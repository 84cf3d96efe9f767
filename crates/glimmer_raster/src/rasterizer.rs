//! Screen-space triangle rasterization with depth buffering.
//!
//! The pipeline per draw call: indexed vertices -> MVP -> homogeneous
//! divide -> viewport -> per-pixel coverage and depth test. With
//! super-sampling enabled the depth/colour tests run on an NxN
//! sub-sample grid per pixel and the framebuffer receives the average.

use std::collections::HashMap;

use glimmer_core::Framebuffer;
use glimmer_math::{transform, Mat4, UVec3, Vec3, Vec4};

use crate::{RasterError, Triangle};

/// Buffer selection mask for [`Rasterizer::clear`].
#[derive(Debug, Clone, Copy, PartialEq, Eq)]
pub struct Buffers(u32);

impl Buffers {
    pub const COLOR: Buffers = Buffers(1);
    pub const DEPTH: Buffers = Buffers(2);

    pub fn contains(self, other: Buffers) -> bool {
        self.0 & other.0 == other.0
    }
}

impl std::ops::BitOr for Buffers {
    type Output = Buffers;

    fn bitor(self, rhs: Buffers) -> Buffers {
        Buffers(self.0 | rhs.0)
    }
}

/// Primitive topology for [`Rasterizer::draw`].
#[derive(Debug, Clone, Copy, PartialEq, Eq)]
pub enum Primitive {
    Line,
    Triangle,
}

// Ids are type-tagged so a position id can't be passed where an index
// id belongs; the compiler refuses the mix-up.

#[derive(Debug, Clone, Copy, PartialEq, Eq)]
pub struct PosBufId(u32);

#[derive(Debug, Clone, Copy, PartialEq, Eq)]
pub struct IndBufId(u32);

#[derive(Debug, Clone, Copy, PartialEq, Eq)]
pub struct ColBufId(u32);

/// Software rasterizer owning its framebuffer and depth buffer.
///
/// `super_sample = 0` disables anti-aliasing; `super_sample = N` keeps
/// NxN depth and colour samples per pixel and resolves by averaging.
pub struct Rasterizer {
    width: usize,
    height: usize,
    super_sample: usize,

    model: Mat4,
    view: Mat4,
    projection: Mat4,

    pos_buf: HashMap<u32, Vec<Vec3>>,
    ind_buf: HashMap<u32, Vec<UVec3>>,
    col_buf: HashMap<u32, Vec<Vec3>>,

    frame: Framebuffer,
    depth_buf: Vec<f32>,
    color_buf: Vec<Vec3>,

    next_id: u32,
}

impl Rasterizer {
    pub fn new(width: usize, height: usize, super_sample: usize) -> Self {
        let samples = if super_sample == 0 {
            width * height
        } else {
            width * super_sample * height * super_sample
        };
        Self {
            width,
            height,
            super_sample,
            model: Mat4::IDENTITY,
            view: Mat4::IDENTITY,
            projection: Mat4::IDENTITY,
            pos_buf: HashMap::new(),
            ind_buf: HashMap::new(),
            col_buf: HashMap::new(),
            frame: Framebuffer::new(width, height),
            depth_buf: vec![f32::INFINITY; samples],
            color_buf: if super_sample == 0 {
                Vec::new()
            } else {
                vec![Vec3::ZERO; samples]
            },
            next_id: 0,
        }
    }

    fn get_next_id(&mut self) -> u32 {
        let id = self.next_id;
        self.next_id += 1;
        id
    }

    pub fn load_positions(&mut self, positions: Vec<Vec3>) -> PosBufId {
        let id = self.get_next_id();
        self.pos_buf.insert(id, positions);
        PosBufId(id)
    }

    pub fn load_indices(&mut self, indices: Vec<UVec3>) -> IndBufId {
        let id = self.get_next_id();
        self.ind_buf.insert(id, indices);
        IndBufId(id)
    }

    pub fn load_colors(&mut self, colors: Vec<Vec3>) -> ColBufId {
        let id = self.get_next_id();
        self.col_buf.insert(id, colors);
        ColBufId(id)
    }

    pub fn set_model(&mut self, m: Mat4) {
        self.model = m;
    }

    pub fn set_view(&mut self, v: Mat4) {
        self.view = v;
    }

    pub fn set_projection(&mut self, p: Mat4) {
        self.projection = p;
    }

    /// Reset the selected buffers: colour to black, depth to infinity.
    pub fn clear(&mut self, buffers: Buffers) {
        if buffers.contains(Buffers::COLOR) {
            self.frame.clear();
            self.color_buf.fill(Vec3::ZERO);
        }
        if buffers.contains(Buffers::DEPTH) {
            self.depth_buf.fill(f32::INFINITY);
        }
    }

    pub fn frame_buffer(&self) -> &Framebuffer {
        &self.frame
    }

    /// Depth value at pixel (x, y). With super-sampling enabled this is
    /// the first sub-sample of the pixel.
    pub fn depth_at(&self, x: usize, y: usize) -> f32 {
        let ss = self.super_sample.max(1);
        self.depth_buf[self.sample_index(x * ss, y * ss)]
    }

    /// Draw every primitive of an indexed vertex stream.
    pub fn draw(
        &mut self,
        pos_buffer: PosBufId,
        ind_buffer: IndBufId,
        col_buffer: ColBufId,
        primitive: Primitive,
    ) -> Result<(), RasterError> {
        let buf = self
            .pos_buf
            .get(&pos_buffer.0)
            .ok_or(RasterError::InvalidBuffer { kind: "position", id: pos_buffer.0 })?;
        let ind = self
            .ind_buf
            .get(&ind_buffer.0)
            .ok_or(RasterError::InvalidBuffer { kind: "index", id: ind_buffer.0 })?;
        let col = self
            .col_buf
            .get(&col_buffer.0)
            .ok_or(RasterError::InvalidBuffer { kind: "color", id: col_buffer.0 })?;

        let mvp = self.projection * self.view * self.model;
        let (width, height) = (self.width as f32, self.height as f32);

        let mut triangles = Vec::with_capacity(ind.len());
        for i in ind {
            let mut v = [
                mvp * buf[i.x as usize].extend(1.0),
                mvp * buf[i.y as usize].extend(1.0),
                mvp * buf[i.z as usize].extend(1.0),
            ];

            // Homogeneous divide; w is kept for perspective-correct depth.
            for vert in &mut v {
                let w = vert.w;
                vert.x /= w;
                vert.y /= w;
                vert.z /= w;
            }
            // Viewport transformation
            for vert in &mut v {
                *vert = transform::viewport_transform(*vert, width, height);
            }

            let mut t = Triangle::new();
            for (j, vert) in v.iter().enumerate() {
                t.set_vertex(j, *vert);
            }
            for (j, &idx) in [i.x, i.y, i.z].iter().enumerate() {
                let c = col[idx as usize];
                t.set_color(j, c.x, c.y, c.z)?;
            }
            triangles.push(t);
        }

        for t in &triangles {
            match primitive {
                Primitive::Triangle => self.rasterize_triangle(t),
                Primitive::Line => self.rasterize_wireframe(t),
            }
        }
        Ok(())
    }

    /// Index into the depth/colour sample buffers. With super-sampling
    /// the grid is (width*ss) x (height*ss); either way rows are flipped
    /// so the buffers match the framebuffer's top-left origin.
    fn sample_index(&self, x: usize, y: usize) -> usize {
        let ss = self.super_sample.max(1);
        let (sw, sh) = (self.width * ss, self.height * ss);
        let x = x.min(sw - 1);
        let y = y.min(sh - 1);
        (sh - 1 - y) * sw + x
    }

    fn rasterize_triangle(&mut self, t: &Triangle) {
        let v = &t.v;

        // Degenerate (zero-area) triangles are skipped outright so the
        // barycentric denominators below stay finite.
        let e1 = (v[1] - v[0]).truncate();
        let e2 = (v[2] - v[0]).truncate();
        if (e1.x * e2.y - e1.y * e2.x).abs() < 1e-12 {
            return;
        }

        // Bounding box of the projected triangle, clamped to the screen.
        let (mut min_x, mut min_y) = (v[0].x, v[0].y);
        let (mut max_x, mut max_y) = (v[0].x, v[0].y);
        for vert in v {
            min_x = min_x.min(vert.x);
            min_y = min_y.min(vert.y);
            max_x = max_x.max(vert.x);
            max_y = max_y.max(vert.y);
        }
        let x0 = (min_x.floor().max(0.0)) as usize;
        let y0 = (min_y.floor().max(0.0)) as usize;
        let x1 = (max_x.ceil() as usize).min(self.width - 1);
        let y1 = (max_y.ceil() as usize).min(self.height - 1);

        for x in x0..=x1 {
            for y in y0..=y1 {
                if self.super_sample > 0 {
                    self.shade_pixel_super_sampled(t, x, y);
                } else {
                    self.shade_pixel(t, x, y);
                }
            }
        }
    }

    fn shade_pixel(&mut self, t: &Triangle, x: usize, y: usize) {
        if !inside_triangle(x as f32 + 0.5, y as f32 + 0.5, &t.v) {
            return;
        }
        let z = interpolate_depth(x as f32, y as f32, &t.v);
        let id = self.sample_index(x, y);
        if z < self.depth_buf[id] {
            self.depth_buf[id] = z;
            self.frame.set_pixel(x, y, t.flat_color());
        }
    }

    fn shade_pixel_super_sampled(&mut self, t: &Triangle, x: usize, y: usize) {
        let ss = self.super_sample;
        let step = 1.0 / ss as f32;
        let half = 0.5 * step;

        let mut color = Vec3::ZERO;
        for i in 0..ss {
            let xx = x as f32 + step * i as f32;
            for j in 0..ss {
                let yy = y as f32 + step * j as f32;
                let id = self.sample_index(
                    (xx * ss as f32).round() as usize,
                    (yy * ss as f32).round() as usize,
                );
                if inside_triangle(xx + half, yy + half, &t.v) {
                    let z = interpolate_depth(xx, yy, &t.v);
                    if z < self.depth_buf[id] {
                        self.depth_buf[id] = z;
                        self.color_buf[id] = t.flat_color();
                    }
                }
                // Accumulate whatever the sub-sample holds, covered or
                // not, so edges blend with previously drawn geometry.
                color += self.color_buf[id];
            }
        }
        self.frame.set_pixel(x, y, color / (ss * ss) as f32);
    }

    fn rasterize_wireframe(&mut self, t: &Triangle) {
        self.draw_line(t.v[0], t.v[1]);
        self.draw_line(t.v[1], t.v[2]);
        self.draw_line(t.v[2], t.v[0]);
    }

    /// Bresenham line rasterization in screen space.
    fn draw_line(&mut self, begin: Vec4, end: Vec4) {
        let line_color = Vec3::ONE;

        let (mut x0, mut y0) = (begin.x.round() as i64, begin.y.round() as i64);
        let (x1, y1) = (end.x.round() as i64, end.y.round() as i64);

        let dx = (x1 - x0).abs();
        let dy = -(y1 - y0).abs();
        let sx = if x0 < x1 { 1 } else { -1 };
        let sy = if y0 < y1 { 1 } else { -1 };
        let mut err = dx + dy;

        loop {
            if x0 >= 0 && y0 >= 0 {
                self.frame.set_pixel(x0 as usize, y0 as usize, line_color);
            }
            if x0 == x1 && y0 == y1 {
                break;
            }
            let e2 = 2 * err;
            if e2 >= dy {
                err += dy;
                x0 += sx;
            }
            if e2 <= dx {
                err += dx;
                y0 += sy;
            }
        }
    }
}

/// Sign-consistent cross-product coverage test, with the vertices
/// promoted to z = 1. Points exactly on an edge are a don't-care.
fn inside_triangle(x: f32, y: f32, v: &[Vec4; 3]) -> bool {
    let a = Vec3::new(v[0].x, v[0].y, 1.0);
    let b = Vec3::new(v[1].x, v[1].y, 1.0);
    let c = Vec3::new(v[2].x, v[2].y, 1.0);

    let f0 = b.cross(a);
    let f1 = c.cross(b);
    let f2 = a.cross(c);
    let p = Vec3::new(x, y, 1.0);

    p.dot(f0) * f0.dot(c) > 0.0 && p.dot(f1) * f1.dot(a) > 0.0 && p.dot(f2) * f2.dot(b) > 0.0
}

/// Screen-space barycentric coordinates of (x, y) in triangle v.
fn barycentric(x: f32, y: f32, v: &[Vec4; 3]) -> (f32, f32, f32) {
    let c1 = (x * (v[1].y - v[2].y) + (v[2].x - v[1].x) * y + v[1].x * v[2].y - v[2].x * v[1].y)
        / (v[0].x * (v[1].y - v[2].y) + (v[2].x - v[1].x) * v[0].y + v[1].x * v[2].y
            - v[2].x * v[1].y);
    let c2 = (x * (v[2].y - v[0].y) + (v[0].x - v[2].x) * y + v[2].x * v[0].y - v[0].x * v[2].y)
        / (v[1].x * (v[2].y - v[0].y) + (v[0].x - v[2].x) * v[1].y + v[2].x * v[0].y
            - v[0].x * v[2].y);
    let c3 = (x * (v[0].y - v[1].y) + (v[1].x - v[0].x) * y + v[0].x * v[1].y - v[1].x * v[0].y)
        / (v[2].x * (v[0].y - v[1].y) + (v[1].x - v[0].x) * v[2].y + v[0].x * v[1].y
            - v[1].x * v[0].y);
    (c1, c2, c3)
}

/// Perspective-corrected depth at (x, y): interpolate z/w, then divide
/// by the interpolated reciprocal w.
fn interpolate_depth(x: f32, y: f32, v: &[Vec4; 3]) -> f32 {
    let (alpha, beta, gamma) = barycentric(x, y, v);
    let w_reciprocal = 1.0 / (alpha / v[0].w + beta / v[1].w + gamma / v[2].w);
    let z = alpha * v[0].z / v[0].w + beta * v[1].z / v[1].w + gamma * v[2].z / v[2].w;
    z * w_reciprocal
}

## Work instructions
Only one stretch of the entries above is wanted: the lines from the one containing "self.frame.set_pixel(x, y, t.flat_color());" through the one containing "for i in 0..ss". Please reproduce it exactly.

## Solved exercise
            self.frame.set_pixel(x, y, t.flat_color());
        }
    }

    fn shade_pixel_super_sampled(&mut self, t: &Triangle, x: usize, y: usize) {
        let ss = self.super_sample;
        let step = 1.0 / ss as f32;
        let half = 0.5 * step;

        let mut color = Vec3::ZERO;
        for i in 0..ss {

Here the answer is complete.